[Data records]
- Opening Delimiter -
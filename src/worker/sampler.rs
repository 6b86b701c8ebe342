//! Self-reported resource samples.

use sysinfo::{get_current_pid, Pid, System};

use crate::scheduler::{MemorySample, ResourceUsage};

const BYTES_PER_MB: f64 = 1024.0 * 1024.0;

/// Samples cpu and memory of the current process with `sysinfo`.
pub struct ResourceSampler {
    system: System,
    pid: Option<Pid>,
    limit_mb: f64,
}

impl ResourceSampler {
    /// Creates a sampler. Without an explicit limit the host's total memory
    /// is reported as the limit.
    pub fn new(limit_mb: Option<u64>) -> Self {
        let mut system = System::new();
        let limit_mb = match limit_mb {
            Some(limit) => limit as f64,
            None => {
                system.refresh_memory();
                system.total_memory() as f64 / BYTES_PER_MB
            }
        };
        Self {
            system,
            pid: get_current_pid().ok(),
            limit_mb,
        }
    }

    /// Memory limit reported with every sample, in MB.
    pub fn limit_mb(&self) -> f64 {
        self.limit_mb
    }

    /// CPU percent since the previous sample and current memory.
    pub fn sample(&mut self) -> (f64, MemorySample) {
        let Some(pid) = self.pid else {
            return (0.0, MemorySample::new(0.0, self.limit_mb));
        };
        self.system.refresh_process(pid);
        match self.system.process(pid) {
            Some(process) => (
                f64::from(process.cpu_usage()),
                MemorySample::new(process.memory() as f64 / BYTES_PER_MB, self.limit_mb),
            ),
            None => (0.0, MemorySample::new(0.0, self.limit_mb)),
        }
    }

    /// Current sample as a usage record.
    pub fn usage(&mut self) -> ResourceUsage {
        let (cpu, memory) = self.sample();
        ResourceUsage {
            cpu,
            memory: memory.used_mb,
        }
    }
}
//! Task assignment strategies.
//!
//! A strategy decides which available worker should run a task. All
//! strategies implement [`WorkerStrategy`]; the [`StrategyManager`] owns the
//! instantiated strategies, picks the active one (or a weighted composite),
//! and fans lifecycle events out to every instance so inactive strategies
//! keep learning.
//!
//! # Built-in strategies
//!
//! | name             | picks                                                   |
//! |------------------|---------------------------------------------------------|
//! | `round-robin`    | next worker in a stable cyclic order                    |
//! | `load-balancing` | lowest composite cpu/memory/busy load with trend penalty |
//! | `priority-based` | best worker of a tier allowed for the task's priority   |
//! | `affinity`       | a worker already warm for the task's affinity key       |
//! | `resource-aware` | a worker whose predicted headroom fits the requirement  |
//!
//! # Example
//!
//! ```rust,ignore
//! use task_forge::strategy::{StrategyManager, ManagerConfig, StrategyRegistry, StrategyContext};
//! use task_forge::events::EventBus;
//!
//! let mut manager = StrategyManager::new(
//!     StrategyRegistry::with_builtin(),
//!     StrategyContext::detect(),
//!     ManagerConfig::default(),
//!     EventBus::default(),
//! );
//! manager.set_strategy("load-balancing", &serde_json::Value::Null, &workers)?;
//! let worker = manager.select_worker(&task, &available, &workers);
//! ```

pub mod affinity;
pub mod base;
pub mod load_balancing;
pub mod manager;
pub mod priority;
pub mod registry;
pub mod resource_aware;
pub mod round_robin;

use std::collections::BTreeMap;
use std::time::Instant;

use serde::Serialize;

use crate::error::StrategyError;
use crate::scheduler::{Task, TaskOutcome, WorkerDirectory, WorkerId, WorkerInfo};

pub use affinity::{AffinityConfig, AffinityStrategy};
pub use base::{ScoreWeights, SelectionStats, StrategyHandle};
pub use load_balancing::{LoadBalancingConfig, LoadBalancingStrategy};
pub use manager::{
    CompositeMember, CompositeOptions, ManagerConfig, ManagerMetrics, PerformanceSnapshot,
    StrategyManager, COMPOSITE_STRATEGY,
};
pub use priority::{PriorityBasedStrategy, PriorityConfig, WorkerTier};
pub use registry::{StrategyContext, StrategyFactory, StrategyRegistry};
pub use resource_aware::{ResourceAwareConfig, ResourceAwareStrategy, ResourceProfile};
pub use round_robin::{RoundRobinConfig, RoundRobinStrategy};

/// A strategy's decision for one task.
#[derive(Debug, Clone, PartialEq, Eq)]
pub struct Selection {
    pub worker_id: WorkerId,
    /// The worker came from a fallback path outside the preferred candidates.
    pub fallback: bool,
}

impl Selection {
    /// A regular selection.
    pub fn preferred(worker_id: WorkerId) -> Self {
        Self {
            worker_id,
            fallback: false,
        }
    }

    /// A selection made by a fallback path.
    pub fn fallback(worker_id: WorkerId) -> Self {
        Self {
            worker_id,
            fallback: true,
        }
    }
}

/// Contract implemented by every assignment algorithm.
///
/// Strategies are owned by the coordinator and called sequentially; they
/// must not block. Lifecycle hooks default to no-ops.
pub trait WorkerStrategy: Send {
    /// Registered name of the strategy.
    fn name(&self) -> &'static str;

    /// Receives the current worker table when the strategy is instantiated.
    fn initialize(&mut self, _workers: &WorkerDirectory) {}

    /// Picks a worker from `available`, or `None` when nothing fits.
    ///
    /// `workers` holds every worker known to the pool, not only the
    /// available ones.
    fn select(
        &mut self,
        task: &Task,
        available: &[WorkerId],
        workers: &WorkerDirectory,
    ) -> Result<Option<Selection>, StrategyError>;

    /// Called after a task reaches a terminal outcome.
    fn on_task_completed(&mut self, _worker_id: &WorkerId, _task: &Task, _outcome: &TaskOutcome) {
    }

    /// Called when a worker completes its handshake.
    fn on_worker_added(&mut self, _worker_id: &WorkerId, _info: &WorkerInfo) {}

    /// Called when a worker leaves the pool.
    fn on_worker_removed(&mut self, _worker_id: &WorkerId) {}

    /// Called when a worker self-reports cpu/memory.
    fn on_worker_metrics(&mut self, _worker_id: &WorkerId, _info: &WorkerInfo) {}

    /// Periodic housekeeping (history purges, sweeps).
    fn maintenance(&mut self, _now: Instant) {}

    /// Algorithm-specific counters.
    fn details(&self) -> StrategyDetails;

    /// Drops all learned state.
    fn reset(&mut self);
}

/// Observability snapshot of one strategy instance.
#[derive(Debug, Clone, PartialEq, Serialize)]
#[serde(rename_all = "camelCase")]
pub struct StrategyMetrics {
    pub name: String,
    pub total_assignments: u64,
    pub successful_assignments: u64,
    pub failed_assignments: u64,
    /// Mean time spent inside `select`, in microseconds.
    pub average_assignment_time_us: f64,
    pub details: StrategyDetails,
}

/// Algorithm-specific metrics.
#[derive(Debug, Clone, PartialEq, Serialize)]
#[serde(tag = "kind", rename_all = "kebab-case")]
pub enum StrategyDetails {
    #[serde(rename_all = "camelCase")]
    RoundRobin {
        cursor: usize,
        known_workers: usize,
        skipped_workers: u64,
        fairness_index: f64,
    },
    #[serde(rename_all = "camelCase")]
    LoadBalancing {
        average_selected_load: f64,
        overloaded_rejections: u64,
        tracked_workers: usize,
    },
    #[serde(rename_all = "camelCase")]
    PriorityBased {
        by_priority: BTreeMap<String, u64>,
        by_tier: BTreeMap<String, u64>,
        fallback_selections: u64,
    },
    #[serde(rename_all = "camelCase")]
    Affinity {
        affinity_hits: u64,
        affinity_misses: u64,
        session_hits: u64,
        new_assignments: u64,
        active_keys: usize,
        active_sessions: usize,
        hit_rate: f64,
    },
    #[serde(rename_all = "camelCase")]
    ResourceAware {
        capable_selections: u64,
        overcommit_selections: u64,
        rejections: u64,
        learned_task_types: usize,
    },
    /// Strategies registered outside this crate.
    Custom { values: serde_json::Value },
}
- Closing Delimiter -
PROBLEM TO WORK ON. Match on "crate" and copy out every line of the entries that contains it.

FINISHED TASK.
use crate::scheduler::{MemorySample, ResourceUsage};
use crate::error::StrategyError;
use crate::scheduler::{Task, TaskOutcome, WorkerDirectory, WorkerId, WorkerInfo};
    /// Strategies registered outside this crate.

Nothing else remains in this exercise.